As Kathy Fairchild noted in her blog entry shortly after the McClure home was demolished, somebody should do something, and that somebody should be those of us who care about preservation.
Who is interested?
I know preservation is not an easy task.
I've talked to several people who were involved in an effort 10 or 15 years ago in Marshall to establish a historic district. They worked hard to develop the district, but ultimately did not succeed, and I know that was very disappointing for those who poured effort into the project.
That experience illustrates only one of the challenges preservationists face. In addition to resistance from opponents, economics present hard choices and big hurdles.
I admit I was once a Romantic Preservationist (any cool old building should be saved for eternity).
I got better. (I'll tell how I was cured another time.) Down that road lies disappointment and despair.
Effective preservation, I think, tempers a love for fine structures of the past with recognition that buildings have to be economically viable to survive: They have to generate enough value to justify their costs.
I look around downtown Marshall and within a block of the square can count half a dozen buildings that appear to my untrained eye to be at risk. A couple of them may be too far gone already. I don't like to imagine our town without them, but that's what eventually will happen, I'm afraid.
Maybe if some of us get together and start talking about how to encourage redevelopment and adaptive reuse where appropriate, it might not be too late to save some of our treasures.
I know it's possible. We have quite a few success stories already, with the courthouse renovation only the most visible and most recent.

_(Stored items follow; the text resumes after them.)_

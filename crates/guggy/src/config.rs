// Copyright (c) 2025 Geoffrey Huntley <ghuntley@ghuntley.com>. All rights
// reserved. SPDX-License-Identifier: Proprietary

//! Loading the API key from the environment.
//!
//! Two ways of providing the key are supported, following the `*_FILE`
//! convention used by Docker and Kubernetes secrets:
//!
//! 1. `GUGGY_API_KEY_FILE` names a file holding the key (takes precedence)
//! 2. `GUGGY_API_KEY` holds the key directly
//!
//! When reading from a file a single trailing newline is stripped.

use std::path::PathBuf;
use std::{env, fs};

use crate::error::{GuggyError, Result};
use crate::key::ApiKey;

/// Environment variable consulted by [`SearchClient::from_env`](crate::SearchClient::from_env).
pub const API_KEY_ENV: &str = "GUGGY_API_KEY";

/// Load an API key from `var` or the file named by `{var}_FILE`.
///
/// Returns `Ok(None)` when neither variable is set, or when the value is
/// blank after trimming.
pub fn load_api_key_env(var: &str) -> Result<Option<ApiKey>> {
	let file_var = format!("{var}_FILE");

	if let Ok(path_str) = env::var(&file_var) {
		if path_str.is_empty() {
			return Err(GuggyError::config(format!(
				"secret file path in {file_var} is empty"
			)));
		}

		let path = PathBuf::from(&path_str);
		let content = fs::read_to_string(&path)
			.map_err(|source| GuggyError::SecretFile { path, source })?;
		let value = content.strip_suffix('\n').unwrap_or(&content);
		return Ok(ApiKey::new(value).ok());
	}

	match env::var(var) {
		Ok(value) => Ok(ApiKey::new(value).ok()),
		Err(_) => Ok(None),
	}
}

/// Load a required API key, failing with an error that names `var`.
pub fn require_api_key_env(var: &str) -> Result<ApiKey> {
	load_api_key_env(var)?.ok_or_else(|| {
		GuggyError::config(format!(
			"expected {var:?} (or {var}_FILE) to have been set in your environment"
		))
	})
}
// Copyright (c) 2025 Geoffrey Huntley <ghuntley@ghuntley.com>. All rights
// reserved. SPDX-License-Identifier: Proprietary

//! Pluggable HTTP execution for the search client.
//!
//! [`SearchClient`](crate::SearchClient) builds a complete [`http::Request`]
//! and hands it to a [`Transport`]. The default is [`ReqwestTransport`]; tests
//! and embedders can swap in their own implementation with
//! [`SearchClient::set_transport`](crate::SearchClient::set_transport).

use std::fmt;
use std::sync::Arc;
use std::time::Duration;

use async_trait::async_trait;
use bytes::Bytes;
use reqwest::Client;
use tracing::{debug, error};

use crate::error::{BoxError, GuggyError, Result};

/// Default timeout applied by [`ReqwestTransport`].
pub const DEFAULT_REQUEST_TIMEOUT: Duration = Duration::from_secs(10);

/// Executes one HTTP request and returns the fully buffered response.
///
/// Implementations must return non-2xx responses as `Ok`; the client decides
/// what a status means. `Err` is reserved for failures where no response was
/// received at all.
#[async_trait]
pub trait Transport: Send + Sync + fmt::Debug {
	async fn execute(
		&self,
		request: http::Request<Bytes>,
	) -> std::result::Result<http::Response<Bytes>, BoxError>;
}

#[async_trait]
impl<T> Transport for Arc<T>
where
	T: Transport + ?Sized,
{
	async fn execute(
		&self,
		request: http::Request<Bytes>,
	) -> std::result::Result<http::Response<Bytes>, BoxError> {
		(**self).execute(request).await
	}
}

/// [`Transport`] backed by a `reqwest` client.
#[derive(Debug, Clone)]
pub struct ReqwestTransport {
	client: Client,
}

impl ReqwestTransport {
	/// Creates a transport with the default timeout and User-Agent.
	pub fn new() -> Result<Self> {
		Self::with_options(DEFAULT_REQUEST_TIMEOUT, user_agent())
	}

	/// Creates a transport with a custom timeout and User-Agent.
	pub fn with_options(timeout: Duration, user_agent: impl Into<String>) -> Result<Self> {
		let client = Client::builder()
			.user_agent(user_agent.into())
			.timeout(timeout)
			.build()
			.map_err(|e| GuggyError::config(format!("failed to build HTTP client: {e}")))?;
		Ok(Self { client })
	}

	/// Wraps an existing `reqwest` client.
	pub fn from_client(client: Client) -> Self {
		Self { client }
	}
}

#[async_trait]
impl Transport for ReqwestTransport {
	async fn execute(
		&self,
		request: http::Request<Bytes>,
	) -> std::result::Result<http::Response<Bytes>, BoxError> {
		let request = reqwest::Request::try_from(request)?;
		debug!(method = %request.method(), url = %request.url(), "Executing HTTP request");

		let response = self.client.execute(request).await.map_err(|e| {
			if e.is_timeout() {
				error!("Request timed out");
			} else {
				error!(error = %e, "Network error during Guggy request");
			}
			e
		})?;

		let mut builder = http::Response::builder()
			.status(response.status())
			.version(response.version());
		if let Some(headers) = builder.headers_mut() {
			headers.extend(response.headers().clone());
		}

		// Always drain the body so the connection goes back to the pool.
		let body = response.bytes().await?;
		Ok(builder.body(body)?)
	}
}

/// Returns the User-Agent sent by the default transport.
///
/// Format: `guggy-rust/{crate version}`
pub fn user_agent() -> String {
	format!("guggy-rust/{}", env!("CARGO_PKG_VERSION"))
}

I was also reminded of what's possible when my family returned to Champaign, Ill., for a visit a couple weeks ago, and as we were driving around our old neighborhood we passed Gregory School Apartments, an adaptive reuse project that was done several years before we moved there in 1997.
It's an old school that for various reasons had outlived its usefulness as a school, but the building itself was structurally sound. A developer remodeled it, and its still being used as a nice apartment building.
In 1992 it received a Heritage Award from Champaign County Preservation and Conservation Association.
It's only one of three old school buildings within blocks of where we lived that have been converted to other uses. Another old grade school near the Champaign library is apartments and the former Columbia Elementary, now Columbia Center, is still used by the school district for special education programs.
When Amy and I were first married, we lived in an old part of St. Joseph, just two doors down from what was called The Old Junior College, a school building that housed the precursor to Missouri Western State University. It was vacant, decaying, and one night we woke to the smell of smoke and flashing lights. It was burning.
Although the roof was destroyed and the third floor gutted, the rest water damaged, some developer saw potential, bought it and restored it. For years afterward, it was an apartment building for retirees. It may still be.
With some energy and imagination and money, old buildings can be reborn. If we start now, maybe we can avoid another McClure house debacle.
Say it again. Adaptive reuse. It's not poetic, but what it could do for the landscape of our towns can be.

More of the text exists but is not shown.